Chronic Pain & Trigger Point Injections
Many of us suffer from chronic pain in various areas of our bodies. Often, the go-to solutions don’t work as well as we hope, and they can have damaging side effects. For example, acetaminophen can take a toll on the liver, while ibuprofen may damage the lining of the gut over time. Rest doesn’t always help, and, while physical therapy can be a great long term solution, sometimes we need things that are more immediate.
Enter: trigger point injections.
What is a trigger point injection?
In essence, a trigger point injection is one where the site of injection is in the locus of the muscular pain. The injection itself, that is, the physical act of poking the muscle with the needle, is often enough to relieve pain, as it releases the tension in a given knot. Our patients often have dry needling done, where no medication is actually injected.
When we want a more aggressive treatment, we can inject the zone of pain with lidocaine, a numbing agent. This allows for immediate relief, while the action of the needle itself releases the tension over days. As such, the immediate relief of lidocaine is coupled with the longer tension-releasing result of the dry needling.
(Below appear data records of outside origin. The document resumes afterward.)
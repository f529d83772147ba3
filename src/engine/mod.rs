//! The foreign boundary between the resource-managing layer of this crate and the
//! decision-procedure engine.
//!
//! Every function in this module is "C-shaped": resources are referenced by
//! opaque `RawHandle` integers (with `NULL_HANDLE` as the sentinel), types and terms are
//! small integer ids (with `NULL_TYPE`/`NULL_TERM` as the sentinel), and fallible operations
//! return a negative status code. The details of the last failure are stored in a
//! thread-local record which can be read with [`error_code`]/[`error_string`] and cleared
//! with [`reset_error`].
//!
//! The safe layer (`Config`, `Session`, `Model`, ...) never interprets any of this data;
//! it only forwards calls here and translates failures into a typed `SolverError`.
//!
//! The decision procedure is Z3 (through the `z3` crate, enabled by the `solver-z3`
//! feature). Z3 objects cannot leave the thread of their Z3 context, so every thread owns
//! one engine instance with its own context, type table, term table and handle tables.
//! Handle values are unique across all threads, but a type, term or handle can only be
//! used on the thread which created it. The only exception is [`stop_search`], which can
//! be called from any thread.

use fxhash::FxHashMap;
use lazy_static::lazy_static;
use std::cell::RefCell;
use std::sync::atomic::{AtomicU64, Ordering};
use std::sync::{Mutex, Once};
use z3::ast::Dynamic;
use z3::{ContextHandle, FuncDecl, Model, Solver, Sort};

/// **(internal)** Boundary functions for configuration records.
mod _impl_config;
/// **(internal)** Boundary functions for solving contexts (assert, push/pop, check, ...).
mod _impl_context;
/// **(internal)** Thread-local error record and the `ErrorCode` table.
mod _impl_error_report;
/// **(internal)** Implicant and support computation in a model.
mod _impl_explain;
/// **(internal)** Boundary functions for models and the value DAG.
mod _impl_model;
/// **(internal)** Decoding of numerals printed by Z3.
mod _impl_numerals;
/// **(internal)** Boundary functions for search parameter records.
mod _impl_params;
/// **(internal)** Term table and term constructors.
mod _impl_terms;
/// **(internal)** Type table and type constructors.
mod _impl_types;

pub use _impl_config::{default_config_for_logic, free_config, new_config, set_config};
pub use _impl_context::{
    assert_blocking_clause, assert_formula, assert_formulas, check_context,
    check_context_with_assumptions, context_disable_option, context_enable_option,
    context_status, free_context, new_context, pop, push, reset_context, stop_search,
};
pub use _impl_error_report::{error_code, error_string, reset_error, ErrorCode};
pub use _impl_explain::{get_implicant, get_support};
pub use _impl_model::{
    free_model, get_bool_value, get_bv_value, get_model, get_rational_value, get_scalar_value,
    get_value, model_from_map, model_to_string, val_bitsize, val_expand_function,
    val_expand_mapping, val_expand_tuple, val_function_arity, val_get_bool, val_get_bv,
    val_get_rational, val_get_scalar, val_is_int, val_is_long, val_mapping_arity,
    val_tuple_arity, value_as_term,
};
pub use _impl_params::{default_params_for_context, free_param_record, new_param_record, set_param};
pub use _impl_terms::{
    and, application, arith_ge, arith_gt, arith_le, arith_lt, bool_const, bv_add, bv_const_u64,
    bv_from_bits, bv_ge, bv_gt, bv_le, bv_lt, bv_mul, bv_sub, distinct, eq, get_term_by_name,
    get_term_name, iff, implies, int64, ite, mul, neg, neq, new_uninterpreted_term, not, or,
    rational, rational64, remove_term_name, scalar_const, select, set_term_name, sub, sum,
    term_to_string, term_type, tuple, xor,
};
pub use _impl_types::{
    bool_type, bv_type, function_type, int_type, new_scalar_type, real_type, scalar_type_card,
    tuple_type, type_bitsize, type_children, type_to_string,
};

/// An opaque reference to an engine-owned resource (config, context, parameters, model).
pub type RawHandle = u64;

/// The handle value which never refers to a live resource.
pub const NULL_HANDLE: RawHandle = 0;

/// Index of a type in the engine's type table.
pub type TypeId = i32;

/// Index of a term in the engine's term table.
pub type TermId = i32;

/// Returned by type constructors on failure.
pub const NULL_TYPE: TypeId = -1;

/// Returned by term constructors on failure.
pub const NULL_TERM: TermId = -1;

/// Wire-level status codes reported by `context_status` and `check_context`.
pub const STATUS_IDLE: i32 = 0;
pub const STATUS_SEARCHING: i32 = 1;
pub const STATUS_UNKNOWN: i32 = 2;
pub const STATUS_SAT: i32 = 3;
pub const STATUS_UNSAT: i32 = 4;
pub const STATUS_INTERRUPTED: i32 = 5;
pub const STATUS_ERROR: i32 = 6;

/// Wire-level tags of value nodes.
pub const TAG_UNKNOWN: i32 = 0;
pub const TAG_BOOL: i32 = 1;
pub const TAG_RATIONAL: i32 = 2;
pub const TAG_ALGEBRAIC: i32 = 3;
pub const TAG_BV: i32 = 4;
pub const TAG_SCALAR: i32 = 5;
pub const TAG_TUPLE: i32 = 6;
pub const TAG_FUNCTION: i32 = 7;
pub const TAG_MAPPING: i32 = 8;

/// A raw reference to a node of the value DAG of one model: `(tag, id)`.
#[derive(Clone, Copy, Debug, Default, Eq, Hash, PartialEq)]
pub struct RawNode {
    pub tag: i32,
    pub id: i32,
}

/// **(internal)** Structural description of a type.
///
/// Scalar types are *nominal*: every call to `new_scalar_type` creates a distinct type,
/// so they carry a unique `uid` next to their cardinality.
#[derive(Clone, Debug, Eq, Hash, PartialEq)]
pub(crate) enum TypeDesc {
    Bool,
    Int,
    Real,
    BitVector(u32),
    Scalar { uid: u32, card: u32 },
    Tuple(Vec<TypeId>),
    Function { domain: Vec<TypeId>, range: TypeId },
}

/// **(internal)** One entry of the type table: the description and its Z3 counterpart.
///
/// Function types have no sort. Scalar types keep the Z3 enumeration constants, tuple
/// types the constructor and the (zero-based) field accessors of their datatype.
pub(crate) struct TypeEntry {
    desc: TypeDesc,
    sort: Option<Sort<'static>>,
    constants: Vec<FuncDecl<'static>>,
    constructor: Option<FuncDecl<'static>>,
    accessors: Vec<FuncDecl<'static>>,
}

/// **(internal)** The append-only table of types. Structural types are shared.
pub(crate) struct TypeTable {
    entries: Vec<TypeEntry>,
    index: FxHashMap<TypeDesc, TypeId>,
    next_scalar: u32,
}

/// **(internal)** Comparison operators shared by arithmetic and (unsigned) bit-vector atoms.
#[derive(Clone, Copy, Debug, Eq, Hash, PartialEq)]
pub(crate) enum Cmp {
    Lt,
    Le,
    Gt,
    Ge,
}

/// **(internal)** Bit-vector arithmetic operators.
#[derive(Clone, Copy, Debug, Eq, Hash, PartialEq)]
pub(crate) enum BvOp {
    Add,
    Sub,
    Mul,
}

/// **(internal)** The operator which built a term. The operands are the `children`
/// of the term entry, in argument order.
#[derive(Clone, Copy, Debug, Eq, PartialEq)]
pub(crate) enum Op {
    Constant,
    Symbol,
    Not,
    And,
    Or,
    Xor,
    Implies,
    Eq,
    Distinct,
    Ite,
    Sum,
    Sub,
    Neg,
    Product,
    ArithCmp(Cmp),
    BvArith(BvOp),
    BvCmp(Cmp),
    Tuple,
    /// One-based projection of a tuple.
    Select(u32),
    /// The first child is the function, the rest are the arguments.
    Apply,
}

/// **(internal)** Theory features used by a term and its sub-terms.
#[derive(Clone, Copy, Debug, Default, Eq, PartialEq)]
pub(crate) struct Features {
    pub(crate) arith: bool,
    pub(crate) real: bool,
    pub(crate) nonlinear: bool,
    pub(crate) bv: bool,
    pub(crate) uf: bool,
    /// The term contains no uninterpreted symbol.
    pub(crate) ground: bool,
}

/// **(internal)** The Z3 side of a term: an expression, or the declaration of an
/// uninterpreted function symbol.
pub(crate) enum Z3Term {
    Ast(Dynamic<'static>),
    Function(FuncDecl<'static>),
}

/// **(internal)** One entry of the term table.
pub(crate) struct TermEntry {
    z3: Z3Term,
    ty: TypeId,
    op: Op,
    children: Vec<TermId>,
    features: Features,
}

/// **(internal)** The append-only table of terms together with the symbol table mapping
/// names to terms. Expressions which Z3 considers equal share one id.
pub(crate) struct TermTable {
    entries: Vec<TermEntry>,
    index: FxHashMap<Dynamic<'static>, TermId>,
    names: FxHashMap<String, TermId>,
    term_names: FxHashMap<TermId, String>,
}

/// **(internal)** Search modes of a context.
#[derive(Clone, Copy, Debug, Eq, Hash, PartialEq)]
pub(crate) enum EngineMode {
    OneShot,
    MultiCheck,
    PushPop,
    Interactive,
}

/// **(internal)** The two solver architectures a context can be configured with.
#[derive(Clone, Copy, Debug, Eq, Hash, PartialEq)]
pub(crate) enum SolverType {
    Dpllt,
    Mcsat,
}

/// **(internal)** Supported fragments of arithmetic.
#[derive(Clone, Copy, Debug, Eq, Hash, PartialEq)]
pub(crate) enum ArithFragment {
    Idl,
    Rdl,
    Lra,
    Lia,
    Lira,
    Nra,
    Nia,
    Nira,
}

/// **(internal)** Everything a context needs to know about its own capabilities.
#[derive(Clone, Debug, Eq, PartialEq)]
pub(crate) struct ContextSettings {
    logic: Option<String>,
    mode: EngineMode,
    solver_type: SolverType,
    arith: Option<ArithFragment>,
    uf: bool,
    bv: bool,
    arrays: bool,
}

/// **(internal)** A configuration record; `None` entries fall back to logic/engine defaults.
#[derive(Clone, Debug, Default)]
pub(crate) struct ConfigRecord {
    logic: Option<String>,
    mode: Option<EngineMode>,
    solver_type: Option<SolverType>,
    arith: Option<Option<ArithFragment>>,
    uf: Option<bool>,
    bv: Option<bool>,
    arrays: Option<bool>,
}

/// **(internal)** A search parameter record, translated into Z3 solver parameters
/// at the start of every check.
#[derive(Clone, Debug, Eq, PartialEq)]
pub(crate) struct ParamRecord {
    random_seed: u32,
    /// Milliseconds; `None` means no limit.
    timeout: Option<u32>,
}

/// **(internal)** A solving context: the Z3 solver plus the bookkeeping Z3 does not do
/// for us (mode rules, verdict caching, the terms asserted in each scope).
pub(crate) struct ContextRecord {
    settings: ContextSettings,
    options: FxHashMap<&'static str, bool>,
    /// `scopes[0]` is the base level, every `push` opens a new level.
    scopes: Vec<Vec<TermId>>,
    status: i32,
    checks: u32,
    solver: Solver<'static>,
}

/// **(internal)** A decoded node of the value DAG of one model.
#[derive(Clone, Debug, Eq, Hash, PartialEq)]
pub(crate) enum ValueNode {
    Bool(bool),
    Rational(num_rational::BigRational),
    /// An irrational algebraic number, kept in the form Z3 prints it.
    Algebraic(String),
    /// Bits, least significant first.
    Bv(Vec<bool>),
    Scalar { ty: TypeId, index: u32 },
    Tuple(Vec<RawNode>),
    Function {
        ty: TypeId,
        default: RawNode,
        mappings: Vec<RawNode>,
    },
    Mapping { args: Vec<RawNode>, result: RawNode },
}

/// **(internal)** A model: the Z3 model, the symbols it is printed with and the lazily
/// populated value DAG.
pub(crate) struct ModelRecord {
    model: Model<'static>,
    symbols: Vec<TermId>,
    nodes: Vec<ValueNode>,
    node_index: FxHashMap<ValueNode, i32>,
}

/// **(internal)** The engine state of one thread.
pub(crate) struct Engine {
    z3: &'static z3::Context,
    types: TypeTable,
    terms: TermTable,
    configs: FxHashMap<RawHandle, ConfigRecord>,
    params: FxHashMap<RawHandle, ParamRecord>,
    contexts: FxHashMap<RawHandle, ContextRecord>,
    models: FxHashMap<RawHandle, ModelRecord>,
}

/// **(internal)** A check which is currently running on some thread.
struct RunningSearch {
    interrupt: ContextHandle<'static>,
    stopped: bool,
}

static NEXT_HANDLE: AtomicU64 = AtomicU64::new(1);
static Z3_GLOBALS: Once = Once::new();

lazy_static! {
    /// Running checks by context handle. This is the only engine state shared between
    /// threads, it lets `stop_search` reach a check running on another thread.
    static ref RUNNING: Mutex<FxHashMap<RawHandle, RunningSearch>> =
        Mutex::new(FxHashMap::default());
}

thread_local! {
    static ENGINE: RefCell<Engine> = RefCell::new(Engine::new());
}

impl Engine {
    fn new() -> Engine {
        Z3_GLOBALS.call_once(|| {
            // Function interpretations as explicit entries plus an `else` value.
            z3::set_global_param("model.compact", "false");
        });
        // Terms and models of a thread live as long as the thread, so its context
        // is never released.
        let z3: &'static z3::Context = Box::leak(Box::new(z3::Context::new(&z3::Config::new())));
        Engine {
            z3,
            types: TypeTable::new(z3),
            terms: TermTable::new(),
            configs: FxHashMap::default(),
            params: FxHashMap::default(),
            contexts: FxHashMap::default(),
            models: FxHashMap::default(),
        }
    }
}

/// **(internal)** Run `action` with the engine of the current thread.
///
/// Engine calls never nest, so the engine is always borrowed exactly once.
pub(crate) fn with_engine<R>(action: impl FnOnce(&mut Engine) -> R) -> R {
    ENGINE.with(|engine| action(&mut engine.borrow_mut()))
}

/// **(internal)** Allocate a fresh, never reused, non-null handle value.
pub(crate) fn fresh_handle() -> RawHandle {
    NEXT_HANDLE.fetch_add(1, Ordering::Relaxed)
}

/// **(internal)** Lock a mutex, recovering the data if a previous holder panicked.
///
/// All updates of the running-search table are single inserts or removes, so the table
/// is never left in a torn state.
pub(crate) fn lock<T>(mutex: &Mutex<T>) -> std::sync::MutexGuard<'_, T> {
    mutex
        .lock()
        .unwrap_or_else(|poisoned| poisoned.into_inner())
}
How does lidocaine actually work?
Essentially, our sensory nerves send signals to our brain when provided a harmful stimulus, causing the sensation we experience as pain. Lidocaine functions by slowing that signal to the brain, allowing us to feel relief from the constant pain signaling in a distressed tissue. If you’re familiar with the dental numbing agent novocaine, you can compare lidocaine to it as a similarly acting drug.
What if I need something more aggressive?
Finally, a more comprehensive solution to chronic pain is the trigger point injection with steroids + lidocaine. As mentioned, the dry needling action relieves tension, and the lidocaine provides immediate pain relief. The steroid helps calm the body’s inflammatory response, allowing the area to actually heal, thus reducing the pain. The only downside is that excessive steroid use can weaken tissues, so this is a treatment used more sparingly than the other forms of trigger point injections.